[Start of Attachment]

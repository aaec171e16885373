//! Record and pairs file loading.
//!
//! Both formats are line oriented with a single comma separator:
//! - record file: `id,sequence`
//! - pairs file: `idA,idB`
//!
//! Lines are trimmed and blank lines skipped. Anything else that does not
//! parse is a hard error carrying the file path, 1-based line number and
//! the offending line, so a partial dataset is never processed silently.
//! Files ending in `.gz` are decompressed transparently.

use flate2::read::MultiGzDecoder;
use std::fs::File;
use std::io::{BufRead, BufReader};
use std::path::Path;

use crate::constants::{FIELD_DELIM, READ_BUF_SIZE};
use crate::error::{CanopyError, Result};
use crate::store::RecordStore;
use crate::types::RecordId;

/// An explicit pair of record ids to measure.
pub type IdPair = (RecordId, RecordId);

/// Whether a path names a gzip file.
pub fn is_gzip_path(path: &Path) -> bool {
    path.extension().and_then(|e| e.to_str()) == Some("gz")
}

/// Open a file for buffered reading, decompressing `.gz` input.
pub fn open_input(path: &Path) -> Result<Box<dyn BufRead>> {
    let file = File::open(path).map_err(|e| CanopyError::io(path, "open", e))?;
    if is_gzip_path(path) {
        Ok(Box::new(BufReader::with_capacity(
            READ_BUF_SIZE,
            MultiGzDecoder::new(file),
        )))
    } else {
        Ok(Box::new(BufReader::with_capacity(READ_BUF_SIZE, file)))
    }
}

/// Read a record file into a new store.
pub fn read_records(path: &Path) -> Result<RecordStore> {
    let reader = open_input(path)?;
    let store = read_records_from(reader, path)?;
    log::info!(
        "Loaded {} records from {}",
        store.total_len(),
        path.display()
    );
    Ok(store)
}

/// Read records from any buffered reader. `path` labels error messages.
pub fn read_records_from<R: BufRead>(reader: R, path: &Path) -> Result<RecordStore> {
    let mut store = RecordStore::new();
    for_each_line(reader, path, |line_no, line| {
        let (id, seq) = parse_record_line(line)
            .map_err(|detail| CanopyError::parse(path, line_no, lossy(line), detail))?;
        if store.get(id).is_some() {
            return Err(CanopyError::parse(
                path,
                line_no,
                lossy(line),
                format!("duplicate record id {}", id),
            ));
        }
        store.insert(id, seq.to_vec())
    })?;
    Ok(store)
}

/// Read a pairs file.
pub fn read_pairs(path: &Path) -> Result<Vec<IdPair>> {
    let reader = open_input(path)?;
    let pairs = read_pairs_from(reader, path)?;
    log::info!("Loaded {} pairs from {}", pairs.len(), path.display());
    Ok(pairs)
}

/// Read pairs from any buffered reader. `path` labels error messages.
pub fn read_pairs_from<R: BufRead>(reader: R, path: &Path) -> Result<Vec<IdPair>> {
    let mut pairs = Vec::new();
    for_each_line(reader, path, |line_no, line| {
        let pair = parse_pair_line(line)
            .map_err(|detail| CanopyError::parse(path, line_no, lossy(line), detail))?;
        pairs.push(pair);
        Ok(())
    })?;
    Ok(pairs)
}

/// Parse `id,sequence`. The sequence may be empty but must not contain a
/// further separator. Its bytes are kept as-is, whitespace included.
pub fn parse_record_line(line: &[u8]) -> std::result::Result<(RecordId, &[u8]), String> {
    let (id_field, seq) = split_once(line)?;
    let id = parse_id(id_field)?;
    if seq.contains(&(FIELD_DELIM as u8)) {
        return Err("unexpected extra field after sequence".to_string());
    }
    Ok((id, seq))
}

/// Parse `idA,idB`.
pub fn parse_pair_line(line: &[u8]) -> std::result::Result<IdPair, String> {
    let (first, second) = split_once(line)?;
    if second.contains(&(FIELD_DELIM as u8)) {
        return Err("expected exactly two ids".to_string());
    }
    Ok((parse_id(first)?, parse_id(second)?))
}

fn split_once(line: &[u8]) -> std::result::Result<(&[u8], &[u8]), String> {
    let pos = line
        .iter()
        .position(|&b| b == FIELD_DELIM as u8)
        .ok_or_else(|| format!("missing '{}' separator", FIELD_DELIM))?;
    Ok((&line[..pos], &line[pos + 1..]))
}

fn parse_id(field: &[u8]) -> std::result::Result<RecordId, String> {
    let text = std::str::from_utf8(trim_ascii(field))
        .map_err(|_| "id is not valid UTF-8".to_string())?;
    if text.is_empty() {
        return Err("empty id".to_string());
    }
    text.parse::<RecordId>()
        .map_err(|_| format!("id '{}' is not a non-negative integer", text))
}

/// Iterate over trimmed, non-blank lines as raw bytes, with 1-based numbers.
fn for_each_line<R, F>(mut reader: R, path: &Path, mut f: F) -> Result<()>
where
    R: BufRead,
    F: FnMut(usize, &[u8]) -> Result<()>,
{
    let mut buf = Vec::new();
    let mut line_no = 0;
    loop {
        buf.clear();
        let n = reader
            .read_until(b'\n', &mut buf)
            .map_err(|e| CanopyError::io(path, "read", e))?;
        if n == 0 {
            return Ok(());
        }
        line_no += 1;
        let line = trim_ascii(&buf);
        if line.is_empty() {
            continue;
        }
        f(line_no, line)?;
    }
}

fn trim_ascii(bytes: &[u8]) -> &[u8] {
    let start = bytes
        .iter()
        .position(|b| !b.is_ascii_whitespace())
        .unwrap_or(bytes.len());
    let end = bytes
        .iter()
        .rposition(|b| !b.is_ascii_whitespace())
        .map_or(start, |p| p + 1);
    &bytes[start..end]
}

fn lossy(line: &[u8]) -> String {
    String::from_utf8_lossy(line).into_owned()
}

[End of Attachment]

TASK ITEM: Would you return the full set of entries, unchanged in every detail?

EXERCISE OUTPUT:
repository aaec171e16885373
//! Record and pairs file loading.
//!
//! Both formats are line oriented with a single comma separator:
//! - record file: `id,sequence`
//! - pairs file: `idA,idB`
//!
//! Lines are trimmed and blank lines skipped. Anything else that does not
//! parse is a hard error carrying the file path, 1-based line number and
//! the offending line, so a partial dataset is never processed silently.
//! Files ending in `.gz` are decompressed transparently.

use flate2::read::MultiGzDecoder;
use std::fs::File;
use std::io::{BufRead, BufReader};
use std::path::Path;

use crate::constants::{FIELD_DELIM, READ_BUF_SIZE};
use crate::error::{CanopyError, Result};
use crate::store::RecordStore;
use crate::types::RecordId;

/// An explicit pair of record ids to measure.
pub type IdPair = (RecordId, RecordId);

/// Whether a path names a gzip file.
pub fn is_gzip_path(path: &Path) -> bool {
    path.extension().and_then(|e| e.to_str()) == Some("gz")
}

/// Open a file for buffered reading, decompressing `.gz` input.
pub fn open_input(path: &Path) -> Result<Box<dyn BufRead>> {
    let file = File::open(path).map_err(|e| CanopyError::io(path, "open", e))?;
    if is_gzip_path(path) {
        Ok(Box::new(BufReader::with_capacity(
            READ_BUF_SIZE,
            MultiGzDecoder::new(file),
        )))
    } else {
        Ok(Box::new(BufReader::with_capacity(READ_BUF_SIZE, file)))
    }
}

/// Read a record file into a new store.
pub fn read_records(path: &Path) -> Result<RecordStore> {
    let reader = open_input(path)?;
    let store = read_records_from(reader, path)?;
    log::info!(
        "Loaded {} records from {}",
        store.total_len(),
        path.display()
    );
    Ok(store)
}

/// Read records from any buffered reader. `path` labels error messages.
pub fn read_records_from<R: BufRead>(reader: R, path: &Path) -> Result<RecordStore> {
    let mut store = RecordStore::new();
    for_each_line(reader, path, |line_no, line| {
        let (id, seq) = parse_record_line(line)
            .map_err(|detail| CanopyError::parse(path, line_no, lossy(line), detail))?;
        if store.get(id).is_some() {
            return Err(CanopyError::parse(
                path,
                line_no,
                lossy(line),
                format!("duplicate record id {}", id),
            ));
        }
        store.insert(id, seq.to_vec())
    })?;
    Ok(store)
}

/// Read a pairs file.
pub fn read_pairs(path: &Path) -> Result<Vec<IdPair>> {
    let reader = open_input(path)?;
    let pairs = read_pairs_from(reader, path)?;
    log::info!("Loaded {} pairs from {}", pairs.len(), path.display());
    Ok(pairs)
}

/// Read pairs from any buffered reader. `path` labels error messages.
pub fn read_pairs_from<R: BufRead>(reader: R, path: &Path) -> Result<Vec<IdPair>> {
    let mut pairs = Vec::new();
    for_each_line(reader, path, |line_no, line| {
        let pair = parse_pair_line(line)
            .map_err(|detail| CanopyError::parse(path, line_no, lossy(line), detail))?;
        pairs.push(pair);
        Ok(())
    })?;
    Ok(pairs)
}

/// Parse `id,sequence`. The sequence may be empty but must not contain a
/// further separator. Its bytes are kept as-is, whitespace included.
pub fn parse_record_line(line: &[u8]) -> std::result::Result<(RecordId, &[u8]), String> {
    let (id_field, seq) = split_once(line)?;
    let id = parse_id(id_field)?;
    if seq.contains(&(FIELD_DELIM as u8)) {
        return Err("unexpected extra field after sequence".to_string());
    }
    Ok((id, seq))
}

/// Parse `idA,idB`.
pub fn parse_pair_line(line: &[u8]) -> std::result::Result<IdPair, String> {
    let (first, second) = split_once(line)?;
    if second.contains(&(FIELD_DELIM as u8)) {
        return Err("expected exactly two ids".to_string());
    }
    Ok((parse_id(first)?, parse_id(second)?))
}

fn split_once(line: &[u8]) -> std::result::Result<(&[u8], &[u8]), String> {
    let pos = line
        .iter()
        .position(|&b| b == FIELD_DELIM as u8)
        .ok_or_else(|| format!("missing '{}' separator", FIELD_DELIM))?;
    Ok((&line[..pos], &line[pos + 1..]))
}

fn parse_id(field: &[u8]) -> std::result::Result<RecordId, String> {
    let text = std::str::from_utf8(trim_ascii(field))
        .map_err(|_| "id is not valid UTF-8".to_string())?;
    if text.is_empty() {
        return Err("empty id".to_string());
    }
    text.parse::<RecordId>()
        .map_err(|_| format!("id '{}' is not a non-negative integer", text))
}

/// Iterate over trimmed, non-blank lines as raw bytes, with 1-based numbers.
fn for_each_line<R, F>(mut reader: R, path: &Path, mut f: F) -> Result<()>
where
    R: BufRead,
    F: FnMut(usize, &[u8]) -> Result<()>,
{
    let mut buf = Vec::new();
    let mut line_no = 0;
    loop {
        buf.clear();
        let n = reader
            .read_until(b'\n', &mut buf)
            .map_err(|e| CanopyError::io(path, "read", e))?;
        if n == 0 {
            return Ok(());
        }
        line_no += 1;
        let line = trim_ascii(&buf);
        if line.is_empty() {
            continue;
        }
        f(line_no, line)?;
    }
}

fn trim_ascii(bytes: &[u8]) -> &[u8] {
    let start = bytes
        .iter()
        .position(|b| !b.is_ascii_whitespace())
        .unwrap_or(bytes.len());
    let end = bytes
        .iter()
        .rposition(|b| !b.is_ascii_whitespace())
        .map_or(start, |p| p + 1);
    &bytes[start..end]
}

fn lossy(line: &[u8]) -> String {
    String::from_utf8_lossy(line).into_owned()
}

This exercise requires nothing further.